Posted in: Food & Drink, People

By Kent Coules, Publisher

One look at Cool Cat Cafe on Front Street and it’s hard to believe this all started from an 800 square foot hamburger stand making only $300 a day in Atascadero, California.

“My dad Steve bought a place called Tubby’s with his last $15,000 in savings in 1989,” says Sean Corpuel, co-owner of Cool Cat. “I had dropped out of high school in Arizona, and my dad asked me if I wanted to come work with him. We had one employee then and hamburgers sold for $2.35 each. No one knew that we were open for dinner so we spent our nights playing cribbage in one of the booths. I was 17 at the time, learning the business, literally, from the ground up.”

Sean with burger
Sean taking on one of his ginormous creations

Tubby’s had no logo, no branding, and surfboards for tables. “When we changed the name to Yazoo’s, we needed a logo. The best tip I ever received was when a regular customer, a local artist, drew a bunny on a napkin for us.”

After a year, Yazoo’s revenues climbed to $1,200 a day. By 1992, Steve and Sean were able to sell it and open the first Cool Cat Cafe, a 2,300 square foot restaurant in San Luis Obispo that is still serving today. “We were looking for a catchy name,” says Sean, “and a cool logo. One day I looked at the bunny and cut off the ears. It looked like a cat. I added a hat and that was how Cool Cat was born.”

It was at that point that Sean got hands-on, working in the kitchen and running the day-to-day business. “We built the business to the point that we started working with a local business broker to get us a location on the main street in San Luis. We weren’t successful, but the broker came back from Maui and told us we should check out this location in Lahaina.”

Steve and Sean visited Lahaina in 2002 and checked it out. The location had been vacant for six years and was on the south end of Front Street, which was very slow. “It was an 8,000 square foot dump,” says Sean. “Don’t ask me why we jumped in; our minds told us ‘no’ but I guess our hearts told us something different. So Cool Cat Lahaina became reality.”

But not without its struggles. “A $100,000 contracting job became $500,000. We had liquor issues. We opened in March 2003 and it was a real struggle. We were happy if the rail tables were filled. Our credit cards were maxed out.”

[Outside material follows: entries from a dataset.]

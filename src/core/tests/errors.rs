// Copyright 2025 Katapult Rust Contributors
//
// Licensed under the Apache License, Version 2.0 (the "License");
// you may not use this file except in compliance with the License.
// You may obtain a copy of the License at
//
//     https://www.apache.org/licenses/LICENSE-2.0
//
// Unless required by applicable law or agreed to in writing, software
// distributed under the License is distributed on an "AS IS" BASIS,
// WITHOUT WARRANTIES OR CONDITIONS OF ANY KIND, either express or implied.
// See the License for the specific language governing permissions and
// limitations under the License.

#[cfg(test)]
mod tests {
    use anyhow::Result;
    use httptest::{Expectation, Server, matchers::*, responders::*};
    use katapult::error::Category;
    use katapult_core::{
        ApiErrorKind, Client, DnsZoneCreateArguments, ErrorExt, OrganizationRef, VirtualMachineRef,
    };
    use serde_json::json;

    fn test_client(server: &Server) -> Client {
        let transport = katapult::Client::builder()
            .endpoint(format!("http://{}", server.addr()))
            .api_token("kat_test")
            .build()
            .unwrap();
        Client::new(transport)
    }

    #[tokio::test]
    async fn known_code_surfaces_typed_error() -> Result<()> {
        let server = Server::run();
        server.expect(
            Expectation::matching(request::method_path("POST", "/core/v1/organizations/_/dns/zones"))
                .respond_with(status_code(422).body(
                    json!({"error": {
                        "code": "validation_error",
                        "description": "A validation error occurred with the object that was being created/updated/deleted",
                        "detail": {"errors": ["name must be present", "ttl is invalid"]},
                    }})
                    .to_string(),
                )),
        );

        let client = test_client(&server);
        let org = OrganizationRef::SubDomain("acme".into());
        let args = DnsZoneCreateArguments {
            name: "".into(),
            ..Default::default()
        };
        let err = client.dns_zones().create(&org, &args).await.unwrap_err();

        let api = err.api_error().expect("typed taxonomy error");
        assert_eq!(api.code(), "validation_error");
        assert_eq!(api.category(), Category::UnprocessableEntity);
        match api.kind() {
            ApiErrorKind::Validation(Some(detail)) => {
                assert_eq!(detail.errors.len(), 2);
            }
            other => panic!("unexpected kind: {other:?}"),
        }
        assert_eq!(
            format!("{api}"),
            "unprocessable_entity: validation_error: \
             A validation error occurred with the object that was being created/updated/deleted: \
             name must be present, ttl is invalid"
        );
        assert_eq!(err.category(), Some(Category::UnprocessableEntity));
        Ok(())
    }

    #[tokio::test]
    async fn unknown_code_falls_back_to_envelope() -> Result<()> {
        let server = Server::run();
        server.expect(
            Expectation::matching(request::method_path("GET", "/core/v1/virtual_machines/_"))
                .respond_with(status_code(410).body(
                    json!({"error": {
                        "code": "virtual_machine_archived",
                        "description": "This virtual machine has been archived",
                        "detail": {},
                    }})
                    .to_string(),
                )),
        );

        let client = test_client(&server);
        let err = client
            .virtual_machines()
            .get("vm_gone")
            .await
            .unwrap_err();

        assert!(err.api_error().is_none());
        let envelope = err.response_error().expect("raw envelope");
        assert_eq!(envelope.code, "virtual_machine_archived");
        // Category falls back to the HTTP status when the code is unknown.
        assert_eq!(err.category(), Some(Category::Unknown));
        Ok(())
    }

    #[tokio::test]
    async fn object_in_trash_names_the_trash_object() -> Result<()> {
        let server = Server::run();
        server.expect(
            Expectation::matching(all_of![
                request::method("POST"),
                request::path("/core/v1/virtual_machines/_/start"),
                request::query(url_decoded(contains(("virtual_machine[id]", "vm_1")))),
            ])
            .respond_with(status_code(406).body(
                json!({"error": {
                    "code": "object_in_trash",
                    "description": "The object found is in the trash",
                    "detail": {"trash_object": {"id": "trsh_9", "object_id": "vm_1"}},
                }})
                .to_string(),
            )),
        );

        let client = test_client(&server);
        let err = client
            .virtual_machines()
            .start(&VirtualMachineRef::Id("vm_1".into()))
            .await
            .unwrap_err();

        let api = err.api_error().expect("typed taxonomy error");
        assert_eq!(api.category(), Category::NotAcceptable);
        match api.kind() {
            ApiErrorKind::ObjectInTrash(Some(detail)) => {
                let trash = detail.trash_object.as_ref().expect("trash object");
                assert_eq!(trash.id, "trsh_9");
            }
            other => panic!("unexpected kind: {other:?}"),
        }
        assert!(
            format!("{api}").ends_with("trash_object_id=trsh_9"),
            "{api}"
        );
        Ok(())
    }
}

Business slowly picked up around January. Sean literally pounded the pavement, talking to local concierges and hosting “free burger” parties. The strategy worked. Two years in, momentum was building. Cool Cat started seeing repeat business from visitors and Sean and Steve have never looked back.

Sean with Casey Webb
Sean with Casey Webb, host of Food Network's 'Man v. Food'

But success in the restaurant business starts and ends with the food. “We make everything from scratch,” explains Sean. “We hand press our hamburgers every day. We buy our buns from the best local bakery, every day. We use Roselani Ice Cream in our shakes, because, in our opinion, they make the best ice cream on the island. One day a competitor asked us if they could borrow some Thousand Island Dressing. We asked them if they had the ketchup and the mayonnaise. They said, ‘what do you mean?’ They were buying their salad dressing from a supply warehouse. We make all of our dressings from scratch.”

Over the years Sean’s culinary skills outgrew Cool Cat's decidedly burger-focused menu. “We started our Burger of the Month club about three years ago. That allowed us to experiment with different flavors and get real-time feedback from our customers. But I wanted to offer different foods. In order to do that we had to create a new concept.”

Enter Captain Jack’s Island Grill, next door neighbor to Cool Cat which also serves as a culinary playground for Sean. “I really wanted to open a Mexican restaurant, given my West Coast roots, but the landlord wouldn’t let us because there was already a Mexican restaurant in the center. So we created the concept around different ports o’ call. Captain Jack’s serves some my favorite foods from all over the world, foods that we tested on the menu at Cool Cats before opening.”

Does Sean ever get a chance to reflect on what he’s achieved in the 30 years since joining his dad as a 17-year-old high school drop out? “I’m most proud of my staff. We now have four restaurants (a Cool Cat in Pismo Beach, California opened a couple of years ago) and 200 employees. We have children of employees who are now employees. I know generations of families who are customers. And one recent thing that comes to mind is I was approached by a customer who said, ‘I just ate here, and I want to tell you your staff was on point. They all have a great attitude.”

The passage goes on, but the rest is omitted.